Monica Barratt is a Melbourne-based research fellow at the National Drug Research Institute, Curtin University, Australia. Her PhD thesis, which has just been passed, was a mixed-methods study of online drug discussion. Monica is especially interested in how the the internet and other digital technologies intersect with drug use and drug market trends. Follow her at @monicabarratt

Can you describe, in few words, the current Australian legislation on drugs and give us an idea of the history of drug addiction in Australia?

Australia is a signatory to the UN Single Convention on Narcotic Drugs, 1961, which commits countries to a drug prohibition approach. While we have historically prohibited the substances that the US prohibits (e.g., there was no documented cannabis use in Australia when we first prohibited it), we have also at times been ahead of other countries in implementing harm reduction both through services (e.g., needle/syringe exchanges in the 1980s, the medically supervised injecting centre in the 2000s) and through law reform (e.g., various states of Australia have decriminalised cannabis). Similarly to other parts of the world, Australia’s drug policy trajectory is affected by politics. The last 15 years of federal government in this country has been dominated by socially conservative politicians. In some cases, this context has hampered the implementation of harm reduction innovations, although in all cases, government support for vital initiatives such as the provision of clean injecting equipment has continued despite the conservative public rhetoric.

In your PhD thesis, you research the importance and implications of the online drug communities. Can you explain, briefly, the role of the online drug forums and communities in reducing or increasing the risks for young people?

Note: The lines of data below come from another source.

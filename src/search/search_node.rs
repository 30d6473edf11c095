/// Index of a node inside a [`SearchSpace`].
///
/// [`SearchSpace`]: crate::search::SearchSpace
#[derive(Debug, Clone, Copy, PartialEq, Eq, Hash, PartialOrd, Ord)]
pub struct NodeId(usize);

impl NodeId {
    pub(crate) fn new(index: usize) -> Self {
        Self(index)
    }

    #[inline(always)]
    pub fn id(&self) -> usize {
        self.0
    }
}

/// A [`SearchNode`] is a node in the search tree. It contains the state it
/// represents together with information specific to the search, such as the
/// accumulated path cost and the parent node.
#[derive(Debug, Clone)]
pub struct SearchNode<S, A> {
    /// State represented by the node
    state: S,
    /// Parent node, `None` for the root
    parent_id: Option<NodeId>,
    /// Action that led from the parent to this node
    action: Option<A>,
    /// G-value of the node, i.e. the cost of the path to reach this node
    g: f64,
    /// Number of actions on the path from the root
    depth: usize,
}

impl<S, A> SearchNode<S, A> {
    /// Create the root node of a search. For non-root nodes see
    /// [`SearchNode::new_with_parent`].
    pub fn new_without_parent(state: S) -> Self {
        Self {
            state,
            parent_id: None,
            action: None,
            g: 0.,
            depth: 0,
        }
    }

    pub fn new_with_parent(parent_id: NodeId, action: A, state: S, g: f64, depth: usize) -> Self {
        Self {
            state,
            parent_id: Some(parent_id),
            action: Some(action),
            g,
            depth,
        }
    }

    pub fn get_state(&self) -> &S {
        &self.state
    }

    pub fn get_parent_id(&self) -> Option<NodeId> {
        self.parent_id
    }

    pub fn get_action(&self) -> Option<&A> {
        self.action.as_ref()
    }

    pub fn get_g(&self) -> f64 {
        self.g
    }

    pub fn get_depth(&self) -> usize {
        self.depth
    }
}
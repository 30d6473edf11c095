use crate::search::SearchProblem;

/// A partial board: `rows[column]` is the row of the queen in that column, or
/// `None` if the column is still empty. Columns are always filled left to
/// right.
pub type Board = Vec<Option<usize>>;

/// Place a queen in `column` at `row`.
#[derive(Debug, Clone, Copy, PartialEq, Eq, Hash)]
pub struct Placement {
    pub column: usize,
    pub row: usize,
}

/// The N-Queens puzzle as an incremental search problem. Successors are
/// generated without looking for conflicts; a board is only checked once it
/// is full, in [`SearchProblem::is_goal`].
#[derive(Debug, Clone, Copy, PartialEq, Eq)]
pub struct NQueensProblem {
    size: usize,
}

impl NQueensProblem {
    pub fn new(size: usize) -> Self {
        Self { size }
    }

    pub fn size(&self) -> usize {
        self.size
    }

    /// Whether queens at `a` and `b` attack each other.
    pub fn conflict(a: Placement, b: Placement) -> bool {
        let row_difference = a.row as isize - b.row as isize;
        let column_difference = a.column as isize - b.column as isize;
        a.row == b.row
            || a.column == b.column
            || row_difference == column_difference
            || row_difference == -column_difference
    }

    /// Whether any two queens on `board` attack each other.
    pub fn has_conflicts(board: &Board) -> bool {
        let placements: Vec<Placement> = board
            .iter()
            .enumerate()
            .filter_map(|(column, row)| row.map(|row| Placement { column, row }))
            .collect();
        placements.iter().enumerate().any(|(index, &a)| {
            placements[index + 1..]
                .iter()
                .any(|&b| NQueensProblem::conflict(a, b))
        })
    }
}

impl SearchProblem for NQueensProblem {
    type State = Board;
    type Action = Placement;

    fn initial_state(&self) -> Board {
        vec![None; self.size]
    }

    fn is_goal(&mut self, state: &Board) -> bool {
        match state.last() {
            Some(Some(_)) => !NQueensProblem::has_conflicts(state),
            // A zero-sized board is trivially solved
            None => true,
            Some(None) => false,
        }
    }

    fn successors(&mut self, state: &Board) -> Vec<(Placement, Board)> {
        let Some(column) = state.iter().position(Option::is_none) else {
            return vec![];
        };
        (0..self.size)
            .map(|row| {
                let mut successor = state.clone();
                successor[column] = Some(row);
                (Placement { column, row }, successor)
            })
            .collect()
    }

    fn step_cost(
        &self,
        _state: &Board,
        _action: &Placement,
        _result: &Board,
        accumulated_cost: f64,
    ) -> f64 {
        accumulated_cost + 1.
    }

    /// The number of empty columns, which is exactly the number of placements
    /// still needed to fill the board.
    fn heuristic(&self, state: &Board) -> f64 {
        state.iter().filter(|row| row.is_none()).count() as f64
    }
}

#[cfg(test)]
mod tests {
    use super::*;
    use crate::search::search_engines::SearchEngineName;

    #[test]
    fn initial_expansion_has_one_successor_per_row() {
        let mut problem = NQueensProblem::new(4);
        let initial = problem.initial_state();
        assert_eq!(initial, vec![None; 4]);
        let successors = problem.successors(&initial);
        assert_eq!(successors.len(), 4);
        for (row, (placement, board)) in successors.into_iter().enumerate() {
            assert_eq!(placement, Placement { column: 0, row });
            assert_eq!(board, vec![Some(row), None, None, None]);
        }
    }

    #[test]
    fn successors_do_not_prune_conflicts() {
        let mut problem = NQueensProblem::new(4);
        let successors = problem.successors(&vec![Some(0), None, None, None]);
        assert_eq!(successors.len(), 4);
        assert_eq!(successors[0].1, vec![Some(0), Some(0), None, None]);
    }

    #[test]
    fn full_board_has_no_successors() {
        let mut problem = NQueensProblem::new(2);
        assert!(problem.successors(&vec![Some(0), Some(1)]).is_empty());
    }

    #[test]
    fn known_solution_is_goal() {
        let mut problem = NQueensProblem::new(4);
        assert!(problem.is_goal(&vec![Some(1), Some(3), Some(0), Some(2)]));
        assert!(!problem.is_goal(&vec![Some(1), Some(3), Some(0), None]));
        assert!(!problem.is_goal(&vec![Some(0), Some(2), Some(1), Some(3)]));
    }

    #[test]
    fn row_conflict_is_never_a_goal() {
        let mut problem = NQueensProblem::new(4);
        for third in 0..4 {
            for fourth in 0..4 {
                let board = vec![Some(0), Some(0), Some(third), Some(fourth)];
                assert!(!problem.is_goal(&board));
            }
        }
    }

    #[test]
    fn diagonal_conflicts() {
        let at = |column, row| Placement { column, row };
        assert!(NQueensProblem::conflict(at(0, 0), at(2, 2)));
        assert!(NQueensProblem::conflict(at(0, 3), at(3, 0)));
        assert!(NQueensProblem::conflict(at(1, 2), at(1, 0)));
        assert!(!NQueensProblem::conflict(at(0, 1), at(1, 3)));
    }

    #[test]
    fn depth_first_solves_six_queens() {
        let mut problem = NQueensProblem::new(6);
        let result = SearchEngineName::DepthFirstTree.search(&mut problem);
        let solution = result.solution().unwrap();
        assert_eq!(solution.depth(), 6);
        assert!(solution.state().iter().all(Option::is_some));
        assert!(!NQueensProblem::has_conflicts(solution.state()));
    }

    #[test]
    fn three_queens_is_unsolvable() {
        let mut problem = NQueensProblem::new(3);
        let result = SearchEngineName::BreadthFirstTree.search(&mut problem);
        assert!(!result.is_success());
    }
}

My aim was to explore the role of online drug discussion for the specific sub-group who participate online. I only looked at public internet discussion forums where Australians who used ‘party drugs’ (that is, psychostimulants and hallucinogens) could be found. By examining the data (observations, survey, interviews) through different metaphors of the internet, I demonstrate how the internet is not just a tool through which people learn about drugs, it is also a place where they go and interact with other drug users, and for some, that online place becomes simply a part of their everyday (offline) lives. Using online forums to deliberately find a new social network could result in new avenues of drug supply as well as new networks of harm reduction information. On the whole, I found that the internet and online forums were more often used in order to reduce the harm of drug use and much less often used to directly enhance the drug experience (a practice which may involve increasing drug-related harms, e.g., learning how to take higher doses of a drug in order to increase the effects).

I think it is important to note that there is a specific sub-section of drug users that access and engage with online drug forums. It would be wrong to assume that my PhD findings apply to a more general audience of ‘young people’. Unfortunately for various reasons it took me a while to finish my thesis (any PhD students reading may relate!), so the data were collected in 2007-08, some time ago now. My feeling now is that online drug forums still only appeal to a niche group. However, even though the use of social media (especially Facebook) has increased dramatically since these data were collected, drug forums are still being used which indicates that they offer something people want. One of the advantages identified by my research participants was the ability to remain pseudonymous in online forums and to keep drug discussion separate from day-to-day life. This separation of identities has become more difficult in an age of Facebook and Google where ‘real name’ policies are increasingly implemented.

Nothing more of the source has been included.